2. On 12/3/19, Pt. #1's clinical record was reviewed. Pt. #1 was admitted on 9/20/19 for bipolar disorder (a mental condition marked by alternating periods of elation and depression) and schizophrenia (a mental disorder involving a breakdown in relation between thought, emotion and behavior) to the Emergency Department BMU (Behavioral Medicine Unit for both male and female patients awaiting admission to gender separate BMUs). Pt #1 was placed on every 15 minute checks for close observation precautions.

-The nursing progress note dated 9/22/19 at 10:52 AM, included, "Report recvd [received] from PM shift Pt [Pt. #1] involved in reportedly assault [by] male Pt [Pt. #2] on unit..."

-The Physician's progress note dated 9/22/19 at 10:27 AM [after sexual abuse incident] included "female brought down to the ER [Emergency Room] for evaluation from 4 Main..."

3. On 12/3/19, Pt. #2's clinical record was reviewed. Pt #2 was admitted on 9/21/19 for delusional disorder to the 4th floor Emergency Department BMU (mixed gender unit). Pt #2 was placed on close observation precautions (every 15 minute checks) on the 4th floor BMU.
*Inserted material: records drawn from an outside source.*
impl Store {
    pub fn new(worker_channel: Sender<Request>) -> Self {
        Self {
            worker_channel,
            centers: Default::default(),
            courses: Default::default(),
            selected_center: None,
            loaded: false,
            terms: Default::default(),
            reviews: Default::default(),
            products: Default::default(),
            busy: None,
            revision: 0,
        }
    }

    fn send(&self, req: Request) {
        debug!("requesting {:?}", req);
        if let Err(e) = self.worker_channel.send(req) {
            error!("worker has gone away: {}", e);
        }
    }

    fn send_mutation(&mut self, op: Op, req: Request) {
        self.busy = Some(op);
        self.send(req);
    }

    pub fn busy(&self) -> Option<Op> {
        self.busy
    }

    pub fn revision(&self) -> u64 {
        self.revision
    }

    pub fn loaded(&self) -> bool {
        self.loaded
    }

    /// Re-fetch all centers and courses, and any list whose last load failed
    pub fn fetch_all(&mut self) {
        self.send(Request::FetchAll);

        let failed: Vec<TaxonomyKind> = self
            .terms
            .iter()
            .filter(|(_, state)| state.failed())
            .map(|(kind, _)| *kind)
            .collect();
        for kind in failed {
            self.request_terms(kind);
        }
        if self.reviews.failed() {
            self.request_reviews();
        }
        if self.products.failed() {
            self.request_products();
        }
    }

    pub fn centers(&self) -> &[LearningCenter] {
        &self.centers
    }

    pub fn center(&self, id: &str) -> Option<&LearningCenter> {
        self.centers.iter().find(|c| c.id == id)
    }

    pub fn courses(&self) -> &[LearningCenterCourse] {
        &self.courses
    }

    pub fn course(&self, id: &str) -> Option<&LearningCenterCourse> {
        self.courses.iter().find(|c| c.id == id)
    }

    /// Choose which center's courses are shown. Doesn't touch the network.
    pub fn select_center(&mut self, id: &str) {
        if self.selected_center.as_deref() == Some(id) {
            return;
        }
        self.selected_center = Some(id.to_string());
        self.reviews = Loadable::NotRequested;
        self.revision += 1;
    }

    pub fn selected_center(&self) -> Option<&LearningCenter> {
        self.selected_center.as_deref().and_then(|id| self.center(id))
    }

    pub fn visible_courses(&self) -> Vec<&LearningCenterCourse> {
        visible_courses(&self.courses, self.selected_center.as_deref())
    }

    fn require_center(&self) -> Result<String, Failure> {
        self.selected_center()
            .map(|c| c.id.clone())
            .ok_or_else(|| Failure::precondition("no school is selected"))
    }

    pub fn create_course(&mut self, mut input: CreateCourseInput) -> Result<(), Failure> {
        input.learning_center_id = self.require_center()?;
        require_name(&input.course_name, "a course needs a name")?;
        input.is_deleted = false;
        self.send_mutation(Op::CreateCourse, Request::CreateCourse(input));
        Ok(())
    }

    pub fn update_course(&mut self, course: LearningCenterCourse) -> Result<(), Failure> {
        require_name(&course.course_name, "a course needs a name")?;
        self.send_mutation(Op::UpdateCourse, Request::UpdateCourse(course));
        Ok(())
    }

    pub fn delete_course(&mut self, course: &LearningCenterCourse) {
        self.send_mutation(
            Op::DeleteCourse,
            Request::DeleteCourses {
                op: Op::DeleteCourse,
                ids: vec![course.id.clone()],
            },
        );
    }

    /// Delete every visible course, one at a time. Returns how many will be deleted.
    pub fn bulk_delete(&mut self) -> Result<usize, Failure> {
        let ids: Vec<String> = self
            .visible_courses()
            .into_iter()
            .map(|c| c.id.clone())
            .collect();
        if ids.is_empty() {
            return Err(Failure::precondition("there are no courses to delete"));
        }

        let count = ids.len();
        self.send_mutation(
            Op::BulkDelete,
            Request::DeleteCourses {
                op: Op::BulkDelete,
                ids,
            },
        );
        Ok(count)
    }

    /// Create a course for every row of the sheet at `path`
    pub fn import_courses_csv(&mut self, path: Utf8PathBuf) -> Result<(), Failure> {
        let center_id = self.require_center()?;
        self.send_mutation(Op::ImportCourses, Request::ImportCourses { path, center_id });
        Ok(())
    }

    /// Write the visible courses to a new sheet in `dir`, returning its path.
    pub fn export_courses_csv(&self, dir: &Utf8Path) -> Result<Utf8PathBuf, Failure> {
        let center = self
            .selected_center()
            .ok_or_else(|| Failure::precondition("no school is selected"))?;

        let rows = self
            .visible_courses()
            .into_iter()
            .map(rows::course_to_row)
            .collect::<Result<Vec<_>, _>>()
            .map_err(|e| Failure::new(FailureKind::Io, e.to_string()))?;
        let fields: Vec<&str> = CSV_COLUMNS.iter().map(|c| c.key).collect();
        let text = sheet::serialize(&fields, &rows)?;

        let path = dir.join(format!(
            "courses-{}-{}.csv",
            file_slug(&center.name),
            Local::now().format("%Y%m%d-%H%M%S")
        ));
        sheet::save(&text, &path)?;

        Ok(path)
    }

    pub fn create_center(
        &mut self,
        input: CreateLearningCenterInput,
        logo: Option<Utf8PathBuf>,
    ) -> Result<(), Failure> {
        if input.name.trim().is_empty() {
            return Err(Failure::precondition("a school needs a name"));
        }
        self.send_mutation(Op::CreateCenter, Request::CreateCenter { input, logo });
        Ok(())
    }

    /// Save changes to a center, replacing its logo if a new one is given
    pub fn update_center(
        &mut self,
        center: LearningCenter,
        logo: Option<Utf8PathBuf>,
    ) -> Result<(), Failure> {
        if center.name.trim().is_empty() {
            return Err(Failure::precondition("a school needs a name"));
        }
        self.send_mutation(Op::UpdateCenter, Request::UpdateCenter { center, logo });
        Ok(())
    }

    pub fn delete_center(&mut self, center: &LearningCenter) {
        self.send_mutation(Op::DeleteCenter, Request::DeleteCenter(center.clone()));
    }

    /// Ask for a link to the center's logo. Arrives as [`Notice::OpenUrl`].
    pub fn open_logo(&self, center: &LearningCenter) -> Result<(), Failure> {
        let key = center
            .logo_image_url
            .clone()
            .ok_or_else(|| Failure::precondition("this school has no logo"))?;
        self.send(Request::SignLogo { key });
        Ok(())
    }

    pub fn terms(&self, kind: TaxonomyKind) -> Option<&[Term]> {
        self.terms
            .get(&kind)
            .and_then(Loadable::done)
            .map(Vec::as_slice)
    }

    pub fn terms_failed(&self, kind: TaxonomyKind) -> bool {
        self.terms.get(&kind).is_some_and(Loadable::failed)
    }

    /// Load the given list, unless it already has been or is on its way
    pub fn request_terms(&mut self, kind: TaxonomyKind) {
        let state = self.terms.entry(kind).or_default();
        if state.wanted() {
            *state = Loadable::Loading;
            self.send(Request::FetchTerms(kind));
        }
    }

    /// Add a name to a list. Names already in the loaded list are refused without asking the
    /// backend.
    pub fn create_term(&mut self, kind: TaxonomyKind, name: &str) -> Result<(), Failure> {
        let name = name.trim();
        if name.is_empty() {
            return Err(Failure::precondition("the name is empty"));
        }
        // without the loaded list there is nothing to check duplicates against
        let existing = self
            .terms(kind)
            .ok_or_else(|| Failure::precondition("the list hasn't loaded yet"))?;
        if is_duplicate_name(existing, name) {
            return Err(Failure::precondition(format!(
                "{} is already registered",
                name
            )));
        }

        self.send_mutation(
            Op::CreateTerm,
            Request::CreateTerm {
                kind,
                name: name.to_string(),
            },
        );
        Ok(())
    }

    pub fn delete_term(&mut self, kind: TaxonomyKind, term: &Term) {
        self.send_mutation(
            Op::DeleteTerm,
            Request::DeleteTerm {
                kind,
                id: term.id.clone(),
            },
        );
    }

    /// Reviews of the selected center
    pub fn reviews(&self) -> Option<&[Review]> {
        self.reviews.done().map(Vec::as_slice)
    }

    pub fn reviews_failed(&self) -> bool {
        self.reviews.failed()
    }

    pub fn request_reviews(&mut self) {
        let Some(center_id) = self.selected_center.clone() else {
            return;
        };
        if self.reviews.wanted() {
            self.reviews = Loadable::Loading;
            self.send(Request::FetchReviews { center_id });
        }
    }

    pub fn set_review_published(&mut self, review: &Review, published: bool) {
        let mut review = review.clone();
        review.is_published = Some(published);
        self.send_mutation(Op::UpdateReview, Request::UpdateReview(review));
    }

    pub fn delete_review(&mut self, review: &Review) {
        self.send_mutation(
            Op::DeleteReview,
            Request::DeleteReview {
                id: review.id.clone(),
                center_id: review.learning_center_id.clone(),
            },
        );
    }

    pub fn products(&self) -> Option<&[Product]> {
        self.products.done().map(Vec::as_slice)
    }

    pub fn products_failed(&self) -> bool {
        self.products.failed()
    }

    pub fn request_products(&mut self) {
        if self.products.wanted() {
            self.products = Loadable::Loading;
            self.send(Request::FetchProducts);
        }
    }

    pub fn create_product(&mut self, input: CreateProductInput) -> Result<(), Failure> {
        if input.name.trim().is_empty() {
            return Err(Failure::precondition("a product needs a name"));
        }
        self.send_mutation(Op::CreateProduct, Request::CreateProduct(input));
        Ok(())
    }

    pub fn delete_product(&mut self, product: &Product) {
        self.send_mutation(
            Op::DeleteProduct,
            Request::DeleteProduct {
                id: product.id.clone(),
            },
        );
    }

    /// Apply an event from the worker
    pub fn event(&mut self, e: Event) -> Option<Notice> {
        match e {
            Event::Loaded(Ok((centers, courses))) => {
                self.centers = centers;
                self.courses = courses;
                self.loaded = true;
                self.revision += 1;

                if self.selected_center.is_some() && self.selected_center().is_none() {
                    debug!("selected center is gone, clearing selection");
                    self.selected_center = None;
                    self.reviews = Loadable::NotRequested;
                }
                None
            }
            Event::Loaded(Err(f)) => {
                // no partial state: both lists go
                self.centers.clear();
                self.courses.clear();
                self.loaded = true;
                self.revision += 1;
                Some(Notice::Failed(Op::Load, f))
            }
            Event::Terms(kind, result) => match result {
                Ok(terms) => {
                    self.terms.insert(kind, Loadable::Done(terms));
                    None
                }
                Err(f) => {
                    self.terms.insert(kind, Loadable::Failed);
                    Some(Notice::Failed(Op::Load, f))
                }
            },
            Event::Reviews { center_id, result } => {
                if self.selected_center.as_deref() != Some(center_id.as_str()) {
                    debug!("dropping reviews for unselected center {}", center_id);
                    return None;
                }
                match result {
                    Ok(reviews) => {
                        self.reviews = Loadable::Done(reviews);
                        None
                    }
                    Err(f) => {
                        self.reviews = Loadable::Failed;
                        Some(Notice::Failed(Op::Load, f))
                    }
                }
            }
            Event::Products(result) => match result {
                Ok(products) => {
                    self.products = Loadable::Done(products);
                    None
                }
                Err(f) => {
                    self.products = Loadable::Failed;
                    Some(Notice::Failed(Op::Load, f))
                }
            },
            Event::LogoUrl(Ok(url)) => Some(Notice::OpenUrl(url)),
            Event::LogoUrl(Err(f)) => Some(Notice::Failed(Op::OpenLogo, f)),
            Event::Finished { op, outcome } => {
                self.busy = None;
                match outcome {
                    Ok(()) => Some(Notice::Done(op)),
                    Err(f) => {
                        warn!("{:?} failed: {}", op, f);
                        Some(Notice::Failed(op, f))
                    }
                }
            }
        }
    }
}
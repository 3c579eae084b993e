use crossterm::event::{KeyCode, KeyEvent};
use ratatui::{
    prelude::Rect,
    style::Stylize,
    text::{Line, Span},
    widgets::{Block, Borders, Paragraph},
    Frame,
};
use serde_json::{json, Map, Value};

use crate::{store::Failure, styles};

#[derive(Debug, Clone, Copy, PartialEq, Eq)]
pub enum FieldKind {
    Text,
    /// A whole number
    Number,
    /// Yes, no, or unset. Toggled with space.
    Flag,
    /// `|`-separated list
    Tags,
    /// A local file. Not part of [`Form::to_json`].
    Path,
}

#[derive(Debug, Clone)]
pub struct Field {
    pub key: &'static str,
    pub label: &'static str,
    pub kind: FieldKind,
    pub value: String,
}

impl Field {
    pub fn new(key: &'static str, label: &'static str, kind: FieldKind) -> Self {
        Self {
            key,
            label,
            kind,
            value: String::new(),
        }
    }
}

/// What the user did to a form
#[derive(Debug, PartialEq, Eq)]
pub enum FormEvent {
    None,
    Submit,
    Cancel,
}

/// A list of labelled, editable fields
#[derive(Debug)]
pub struct Form {
    title: String,
    fields: Vec<Field>,
    focused: usize,
}

impl Form {
    pub fn new(title: impl Into<String>, fields: Vec<Field>) -> Self {
        Self {
            title: title.into(),
            fields,
            focused: 0,
        }
    }

    pub fn set(&mut self, key: &str, value: impl Into<String>) {
        if let Some(f) = self.fields.iter_mut().find(|f| f.key == key) {
            f.value = value.into();
        }
    }

    /// The trimmed text of a field, or "" if there's no such field
    pub fn value(&self, key: &str) -> &str {
        self.fields
            .iter()
            .find(|f| f.key == key)
            .map(|f| f.value.trim())
            .unwrap_or_default()
    }

    pub fn handle_key(&mut self, key: KeyEvent) -> FormEvent {
        let count = self.fields.len();
        match key.code {
            KeyCode::Esc => return FormEvent::Cancel,
            KeyCode::Enter => return FormEvent::Submit,
            KeyCode::Tab | KeyCode::Down => self.focused = (self.focused + 1) % count,
            KeyCode::BackTab | KeyCode::Up => self.focused = (self.focused + count - 1) % count,
            code => {
                let field = &mut self.fields[self.focused];
                match (field.kind, code) {
                    (FieldKind::Flag, KeyCode::Char(' ')) => {
                        field.value = match field.value.as_str() {
                            "true" => "false",
                            _ => "true",
                        }
                        .to_string();
                    }
                    (FieldKind::Flag, KeyCode::Backspace) => field.value.clear(),
                    (FieldKind::Flag, _) => (),
                    (_, KeyCode::Backspace) => {
                        field.value.pop();
                    }
                    (_, KeyCode::Char(c)) => field.value.push(c),
                    _ => (),
                }
            }
        };

        FormEvent::None
    }

    /// The fields as a JSON object, keyed by field key. Empty fields are `null`, except tags,
    /// which are an empty list.
    pub fn to_json(&self) -> Result<Map<String, Value>, Failure> {
        let mut out = Map::new();
        for f in self.fields.iter().filter(|f| f.kind != FieldKind::Path) {
            let text = f.value.trim();
            let value = match f.kind {
                FieldKind::Tags => Value::Array(
                    text.split(coursedir_client::course::TAG_SEPARATOR)
                        .map(str::trim)
                        .filter(|t| !t.is_empty())
                        .map(|t| json!(t))
                        .collect(),
                ),
                _ if text.is_empty() => Value::Null,
                FieldKind::Number => Value::from(text.parse::<i64>().map_err(|_| {
                    Failure::precondition(format!("{} must be a whole number", f.label))
                })?),
                FieldKind::Flag => json!(text == "true"),
                FieldKind::Text | FieldKind::Path => json!(text),
            };
            out.insert(f.key.to_string(), value);
        }

        Ok(out)
    }

    pub fn draw(&self, frame: &mut Frame, area: Rect) {
        let mut lines: Vec<Line> = self
            .fields
            .iter()
            .enumerate()
            .map(|(i, f)| {
                let value = match f.kind {
                    FieldKind::Flag => match f.value.as_str() {
                        "true" => "[x]".to_string(),
                        "false" => "[ ]".to_string(),
                        _ => "[-]".to_string(),
                    },
                    _ => f.value.clone(),
                };
                let label = Span::styled(format!("{:>20}: ", f.label), styles::header());
                if i == self.focused {
                    Line::from(vec![
                        label,
                        Span::styled(value, styles::highlight()),
                        "_".slow_blink(),
                    ])
                } else {
                    Line::from(vec![label, Span::raw(value)])
                }
            })
            .collect();
        lines.push(Line::raw(""));
        lines.push(
            "Tab/↑↓ to move, space to toggle, Enter to save, Esc to cancel"
                .gray()
                .into(),
        );

        // keep the focused field on screen
        let inner_height = area.height.saturating_sub(2) as usize;
        let scroll = (self.focused + 1).saturating_sub(inner_height) as u16;

        frame.render_widget(
            Paragraph::new(lines)
                .scroll((scroll, 0))
                .block(Block::default().borders(Borders::ALL).title(self.title.clone())),
            area,
        );
    }
}

#[cfg(test)]
mod tests {
    use super::*;
    use crossterm::event::KeyModifiers;
    use pretty_assertions::assert_eq;

    fn form() -> Form {
        Form::new(
            "Test",
            vec![
                Field::new("courseName", "Name", FieldKind::Text),
                Field::new("price", "Price", FieldKind::Number),
                Field::new("onSale", "Sale", FieldKind::Flag),
                Field::new("frameworks", "Frameworks", FieldKind::Tags),
                Field::new("logo", "Logo", FieldKind::Path),
            ],
        )
    }

    fn press(form: &mut Form, code: KeyCode) -> FormEvent {
        form.handle_key(KeyEvent::new(code, KeyModifiers::NONE))
    }

    fn type_str(form: &mut Form, s: &str) {
        for c in s.chars() {
            press(form, KeyCode::Char(c));
        }
    }

    #[test]
    fn typing_fills_focused_field() {
        let mut f = form();
        type_str(&mut f, "Rust");
        press(&mut f, KeyCode::Backspace);
        press(&mut f, KeyCode::Tab);
        type_str(&mut f, "12000");
        press(&mut f, KeyCode::Down);
        type_str(&mut f, "x ");
        press(&mut f, KeyCode::BackTab);
        press(&mut f, KeyCode::BackTab);
        type_str(&mut f, "!");

        assert_eq!(f.value("courseName"), "Rus!");
        assert_eq!(f.value("price"), "12000");
        assert_eq!(f.value("onSale"), "true");
        assert_eq!(press(&mut f, KeyCode::Enter), FormEvent::Submit);
        assert_eq!(press(&mut f, KeyCode::Esc), FormEvent::Cancel);
    }

    #[test]
    fn json_has_typed_values() {
        let mut f = form();
        f.set("courseName", " Rust ");
        f.set("price", "12000");
        f.set("onSale", "false");
        f.set("frameworks", "axum | rocket|");
        f.set("logo", "/tmp/logo.png");

        assert_eq!(
            Value::Object(f.to_json().unwrap()),
            json!({
                "courseName": "Rust",
                "price": 12000,
                "onSale": false,
                "frameworks": ["axum", "rocket"],
            })
        );
    }

    #[test]
    fn empty_fields_are_null() {
        let f = form();
        assert_eq!(
            Value::Object(f.to_json().unwrap()),
            json!({
                "courseName": null,
                "price": null,
                "onSale": null,
                "frameworks": [],
            })
        );
    }

    #[test]
    fn bad_number_is_refused() {
        let mut f = form();
        f.set("price", "lots");
        let err = f.to_json().unwrap_err();
        assert_eq!(err.kind, crate::store::FailureKind::Precondition);
        assert!(err.message.contains("Price"));
    }
}
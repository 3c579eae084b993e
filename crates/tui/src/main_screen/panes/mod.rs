use ratatui::{prelude::Rect, Frame};

use crate::{event::Event, main_screen::Action, store::Store};

mod navigation;
mod viewer;

pub use navigation::Navigation;
pub use viewer::{Document, Viewer};

/// An individual pane in the main screen
/// This is similar to the [`crate::Screen`] trait, but we draw multiple panes at the same time.
pub trait Pane {
    fn draw(&mut self, store: &Store, frame: &mut Frame, area: Rect);
    fn handle_event(&mut self, store: &mut Store, event: Event) -> Action;
}
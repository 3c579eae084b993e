use anyhow::{Context, Result};
use config::{Config, XDG_PREFIX};
use event::{Event, EventBus};
use log::{error, info};
use main_screen::MainScreen;
use ratatui::{prelude::CrosstermBackend, Frame, Terminal};
use simplelog::WriteLogger;
use std::{fs::File, io};
use xdg::BaseDirectories;

mod auth_cache;
mod config;
mod event;
mod main_screen;
mod store;
mod styles;
mod tui;
mod widgets;

/// A screen that takes up the whole terminal
pub trait Screen {
    fn draw(&mut self, frame: &mut Frame);
    fn handle_event(&mut self, event: Event) -> Result<ExitState>;
}

/// What to do after handling an event
pub enum ExitState {
    Running,
    Quit,
}

fn main() -> Result<()> {
    let config = Config::load().context(
        "couldn't load config.json. It needs at least endpoint, api_key and storage_endpoint",
    )?;
    init_logging(&config)?;
    info!("starting up against {}", config.endpoint);

    let backend = CrosstermBackend::new(io::stderr());
    let mut terminal = Terminal::new(backend)?;

    // The bus must outlive the screen, so the worker hangs up before we join it
    let events = EventBus::new();
    let mut screen = MainScreen::new(&events, &config)?;

    tui::init(&mut terminal)?;
    events.spawn_terminal_listener();

    let res = run(&mut terminal, &events, &mut screen);

    tui::exit(&mut terminal)?;
    if let Err(e) = &res {
        error!("exiting with error: {:?}", e);
    }

    res
}

fn run(
    terminal: &mut Terminal<CrosstermBackend<io::Stderr>>,
    events: &EventBus,
    screen: &mut MainScreen,
) -> Result<()> {
    loop {
        tui::draw(terminal, screen)?;
        match screen.handle_event(events.next()?)? {
            ExitState::Running => (),
            ExitState::Quit => return Ok(()),
        }
    }
}

fn init_logging(config: &Config) -> Result<()> {
    let path = BaseDirectories::with_prefix(XDG_PREFIX)?
        .place_cache_file("admin.log")
        .context("error creating log directory")?;

    WriteLogger::init(
        config.log_level(),
        simplelog::Config::default(),
        File::create(&path).context("error creating log file")?,
    )
    .context("error setting up logging")?;

    Ok(())
}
-The Emergency Department final disposition on 9/21/19 at 7:30 AM included, "Admission: obs [observation] - Unit: Behavioral Male"

The Hospital failed to admit Pt #2 onto the BMU male unit, which would have prevented this incident.

-The nursing progress note dated 9/22/19 at 9:56 AM (after the incident), included, "report recvd [received] from PM shift Pt [Pt. #2] admitted to 4 south [Male Behavioral Medicine Unit] also Pt [Pt/ #2] found lying on top of female Pt [Pt. #1] by MA [Medical Assistant] nursing supervisor [E #11] on unit speaking with night shift. Pt [Pt. #2] has security monitoring Pt [Pt. #2] while waiting for bed assignment."

4. On 12/4/19 at 9:37 AM - 10:13 AM, videotape footage of the camera in room 432 and the hallway of 4M (Emergency Department Behavioral Medicine Unit/BMU) dated 9/22/19 was viewed with the Director of Public Safety (E #12) and indicated:

-7:09:15 Pt. #2 entered Pt. #1's room (432-1). Pt #1 was lying in prone position (on her stomach).
-7:10:10 Pt. #2 opened his gown and climbed on top of Pt. #1 and put his hand around Pt. #1's mouth.
-7:10:15 Pt. #1 struggled with Pt. #2 while Pt. #2 laid on top of Pt. #1. Pt #2 struggled to hold Pt #1's right arm down.
-7:10:38 Staff ran down the hallway past Pt. #1's room while Pt. #1 and Pt. #2 continued to struggle on Pt. #1's bed.
-7:10:45 Two staff (one Registered Nurse/E #9 and one Nurse Technician/E #13) entered Pt. #1's bedroom.
-7:10:49 Pt. #2 jumped off of Pt. #1 and exited Pt. #1's room.

5. On 12/4/19 at 10:56 AM, an interview was conducted with the Night Nursing Supervisor (E #11). E #11 stated that Pt. #2 should have been admitted to 4 south (male Behavioral Medicine Unit) after being assessed on 4 main (ED BMU), instead of to the 4th floor Emergency Department BMU (mixed gender unit).